Dans le cadre de la célébration du 70ᵉ anniversaire de la Guerre de Libération nationale, un spectacle théâtral inédit a été présenté dimanche dernier à l’Opéra d’Alger Boualem Bessaih, mettant en lumière le rôle de la chanson et de la musique durant la Révolution.
Le directeur de l’Opéra, M. Abdelkader Bouazzara, a annoncé que cette représentation a inclus la comédie musicale dramatique intitulée Thaman El Horriya (Le prix de la liberté). Ce spectacle, qui évoque l’apport du chant et de la musique à la Guerre de Libération, sera de nouveau présenté au public le 7 novembre prochain à l’Opéra d’Alger Boualem Bessaih.
Lors de la conférence de presse, plusieurs intervenants, dont le metteur en scène Rabie Guichi, le scénariste Haroun Al Kilani et le chef de l’Orchestre symphonique de l’Opéra d’Alger, Lotfi Saidi, ont détaillé la nouvelle dramaturgie du spectacle et ses principaux axes. Ils ont précisé que cette création intègre divers arts, notamment la musique, la danse, le théâtre, ainsi que la projection vidéo et des images animées.
Selon M. Bouazzara, Thaman El Horriya est un hommage à ces artistes-militants qui ont quitté leurs foyers pour rejoindre les rangs du Front de Libération nationale. Il a ajouté que ce spectacle, d’une durée d’environ 80 minutes, retrace pour la première fois l’histoire de l’hymne national Qassaman et sera présenté sous la forme d’un « livre vivant ».
De son côté, le scénariste Haroun Al Kilani a expliqué qu’il a écrit ce texte avec passion, en hommage aux artistes qui ont inspiré le peuple algérien. Il a également précisé avoir utilisé des archives du ministère des Moudjahidine et des Ayants droit, ainsi que des publications d’historiens et d’universitaires pour enrichir son écriture.

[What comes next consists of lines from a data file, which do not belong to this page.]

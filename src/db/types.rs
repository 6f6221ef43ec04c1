use serde::{Deserialize, Serialize};
use sqlx::Type;

#[derive(Debug, Clone, Copy, PartialEq, Eq, Hash, Serialize, Deserialize, Type)]
#[serde(rename_all = "UPPERCASE")]
#[sqlx(type_name = "userrole", rename_all = "lowercase")]
pub(crate) enum UserRole {
    Admin,
    Teacher,
    Student,
}

impl UserRole {
    pub(crate) fn as_str(self) -> &'static str {
        match self {
            Self::Admin => "ADMIN",
            Self::Teacher => "TEACHER",
            Self::Student => "STUDENT",
        }
    }
}

#[derive(Debug, Clone, Copy, PartialEq, Eq, Serialize, Deserialize, Type)]
#[serde(rename_all = "UPPERCASE")]
#[sqlx(type_name = "enrollmentstatus", rename_all = "lowercase")]
pub(crate) enum EnrollmentStatus {
    Enrolled,
    Completed,
    Dropped,
}

#[derive(Debug, Clone, Copy, PartialEq, Eq, Serialize, Deserialize, Type)]
#[serde(rename_all = "UPPERCASE")]
#[sqlx(type_name = "submissionstatus", rename_all = "lowercase")]
pub(crate) enum SubmissionStatus {
    Submitted,
    Pending,
    Graded,
}
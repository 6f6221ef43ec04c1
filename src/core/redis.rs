use std::sync::Arc;

use redis::aio::ConnectionManager;
use redis::{cmd, Client, RedisError};
use tokio::sync::RwLock;

/// Lazily connected Redis handle. Every operation degrades gracefully while
/// disconnected.
#[derive(Clone)]
pub(crate) struct RedisHandle {
    url: String,
    manager: Arc<RwLock<Option<ConnectionManager>>>,
}

#[derive(Debug, Clone)]
pub(crate) enum RedisHealth {
    Healthy,
    Disconnected,
    Unhealthy(String),
}

const FIXED_WINDOW_SCRIPT: &str = r#"
    local current = redis.call("INCR", KEYS[1])
    if current == 1 then
        redis.call("EXPIRE", KEYS[1], ARGV[1])
    end
    return current
"#;

impl RedisHandle {
    pub(crate) fn new(url: String) -> Self {
        Self { url, manager: Arc::new(RwLock::new(None)) }
    }

    pub(crate) async fn connect(&self) -> Result<(), RedisError> {
        let client = Client::open(self.url.clone())?;
        let manager = ConnectionManager::new(client).await?;
        *self.manager.write().await = Some(manager);
        Ok(())
    }

    pub(crate) async fn disconnect(&self) {
        *self.manager.write().await = None;
    }

    pub(crate) async fn health(&self) -> RedisHealth {
        let Some(mut manager) = self.current().await else {
            return RedisHealth::Disconnected;
        };

        match cmd("PING").query_async::<_, String>(&mut manager).await {
            Ok(_) => RedisHealth::Healthy,
            Err(err) => RedisHealth::Unhealthy(err.to_string()),
        }
    }

    /// Fixed-window counter. Returns `true` while the caller is within `limit`.
    pub(crate) async fn rate_limit(
        &self,
        key: &str,
        limit: u64,
        window_seconds: u64,
    ) -> Result<bool, RedisError> {
        let Some(mut manager) = self.current().await else {
            return Ok(true);
        };

        let current: i64 = redis::Script::new(FIXED_WINDOW_SCRIPT)
            .key(key)
            .arg(window_seconds as i64)
            .invoke_async(&mut manager)
            .await?;

        Ok(current <= limit as i64)
    }

    async fn current(&self) -> Option<ConnectionManager> {
        self.manager.read().await.clone()
    }
}
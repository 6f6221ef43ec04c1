use serde::{Deserialize, Serialize};
use sqlx::FromRow;
use time::{Date, PrimitiveDateTime};

use crate::db::types::{EnrollmentStatus, SubmissionStatus, UserRole};

#[derive(Debug, Clone, Serialize, Deserialize, FromRow)]
pub(crate) struct User {
    pub(crate) id: String,
    pub(crate) name: String,
    pub(crate) email: String,
    pub(crate) hashed_password: String,
    pub(crate) role: UserRole,
    pub(crate) created_at: PrimitiveDateTime,
    pub(crate) updated_at: PrimitiveDateTime,
}

#[derive(Debug, Clone, Serialize, Deserialize, FromRow)]
pub(crate) struct Course {
    pub(crate) id: String,
    pub(crate) name: String,
    pub(crate) description: Option<String>,
    pub(crate) teacher_id: Option<String>,
    pub(crate) created_at: PrimitiveDateTime,
    pub(crate) updated_at: PrimitiveDateTime,
}

#[derive(Debug, Clone, Serialize, Deserialize, FromRow)]
pub(crate) struct Enrollment {
    pub(crate) id: String,
    pub(crate) student_id: String,
    pub(crate) course_id: String,
    pub(crate) status: EnrollmentStatus,
    pub(crate) enrolled_at: PrimitiveDateTime,
}

#[derive(Debug, Clone, Serialize, Deserialize, FromRow)]
pub(crate) struct Assignment {
    pub(crate) id: String,
    pub(crate) course_id: String,
    pub(crate) title: String,
    pub(crate) description: String,
    pub(crate) due_date: Date,
    pub(crate) created_at: PrimitiveDateTime,
    pub(crate) updated_at: PrimitiveDateTime,
}

#[derive(Debug, Clone, Serialize, Deserialize, FromRow)]
pub(crate) struct Submission {
    pub(crate) id: String,
    pub(crate) assignment_id: String,
    pub(crate) student_id: String,
    pub(crate) submission_text: Option<String>,
    pub(crate) file_name: Option<String>,
    pub(crate) file_size: Option<i64>,
    pub(crate) file_hash: Option<String>,
    pub(crate) submitted_at: PrimitiveDateTime,
    pub(crate) grade: Option<f64>,
    pub(crate) feedback: Option<String>,
    pub(crate) graded_at: Option<PrimitiveDateTime>,
    pub(crate) status: SubmissionStatus,
}
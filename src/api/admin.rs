use axum::{
    extract::{Path, State},
    routing::{delete, get, patch, put},
    Json, Router,
};

use crate::api::courses;
use crate::api::errors::ApiError;
use crate::api::guards::CurrentAdmin;
use crate::core::state::AppState;
use crate::schemas::course::CourseResponse;
use crate::schemas::dashboard::AdminDashboardResponse;
use crate::schemas::enrollment::{EnrollmentResponse, EnrollmentStatusUpdate};
use crate::schemas::user::{StudentResponse, TeacherResponse, UserResponse};
use crate::schemas::MessageResponse;
use crate::services::admin;

pub(crate) fn router() -> Router<AppState> {
    Router::new()
        .route("/dashboard", get(dashboard))
        .route("/users", get(list_users))
        .route("/users/:user_id", delete(delete_user))
        .route("/students", get(list_students))
        .route("/teachers", get(list_teachers))
        .route("/courses", get(list_courses).post(courses::create_course))
        .route("/courses/:course_id", put(courses::update_course).delete(courses::delete_course))
        .route("/enrollments/:enrollment_id", patch(update_enrollment_status))
}

async fn dashboard(
    CurrentAdmin(_admin): CurrentAdmin,
    State(state): State<AppState>,
) -> Json<AdminDashboardResponse> {
    Json(admin::dashboard_stats(&state).await)
}

async fn list_users(
    CurrentAdmin(_admin): CurrentAdmin,
    State(state): State<AppState>,
) -> Result<Json<Vec<UserResponse>>, ApiError> {
    Ok(Json(admin::list_users(&state).await?))
}

async fn list_students(
    CurrentAdmin(_admin): CurrentAdmin,
    State(state): State<AppState>,
) -> Result<Json<Vec<StudentResponse>>, ApiError> {
    Ok(Json(admin::list_students(&state).await?))
}

async fn list_teachers(
    CurrentAdmin(_admin): CurrentAdmin,
    State(state): State<AppState>,
) -> Result<Json<Vec<TeacherResponse>>, ApiError> {
    Ok(Json(admin::list_teachers(&state).await?))
}

async fn list_courses(
    CurrentAdmin(_admin): CurrentAdmin,
    state: State<AppState>,
) -> Json<Vec<CourseResponse>> {
    courses::list_courses(state).await
}

async fn delete_user(
    CurrentAdmin(admin_user): CurrentAdmin,
    State(state): State<AppState>,
    Path(user_id): Path<String>,
) -> Result<Json<MessageResponse>, ApiError> {
    admin::delete_user(&state, &admin_user, &user_id).await?;
    Ok(Json(MessageResponse::new("User deleted successfully")))
}

async fn update_enrollment_status(
    CurrentAdmin(_admin): CurrentAdmin,
    State(state): State<AppState>,
    Path(enrollment_id): Path<String>,
    Json(payload): Json<EnrollmentStatusUpdate>,
) -> Result<Json<EnrollmentResponse>, ApiError> {
    let enrollment = admin::update_enrollment_status(&state, &enrollment_id, payload.status).await?;
    Ok(Json(enrollment))
}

Le spectacle est divisé en quatre actes. Le premier se concentre sur l’hymne national Qassaman, son auteur, le poète de la Révolution Moufdi Zakaria, ainsi que le compositeur égyptien Mohamed Fawzi, qui a contribué à l’introduction marquante de l’hymne avec les tambours, sous la direction du regretté maestro Haroun Rachid.
Le second acte rend hommage aux artistes ayant promu la cause algérienne pendant la guerre, parmi lesquels Ali Maâchi, Fadhéla Dziria, Mustapha Kateb, Akli Yahiaten, Khlifi Ahmed, Mohamed El Badji et Farid Ali, ainsi que tous ceux qui ont contribué à faire résonner la voix de l’Algérie en lutte.
Thaman El Horriya sera présenté jeudi prochain avec la participation de 47 musiciens de l’Orchestre symphonique de l’Opéra d’Alger, de chanteurs du Chœur de la wilaya d’Alger, sous la direction de Zohir Mazari, et d’une vingtaine de danseurs et danseuses du Ballet de l’Opéra d’Alger, sous la houlette de la chorégraphe Nouara Idami. Ils accompagneront en direct les 200 comédiens et chanteurs, dont Hassen Kechache, Ouahid Achour, Sofiane Attia, Aboubakr Seddik Ben Aissa, Mohamed Seghir Bendaoud, ainsi que les chanteurs Khaled Mahboub et Lamia Ait Amara. Cet événement est organisé sous l’égide du ministère de la Culture et des Arts.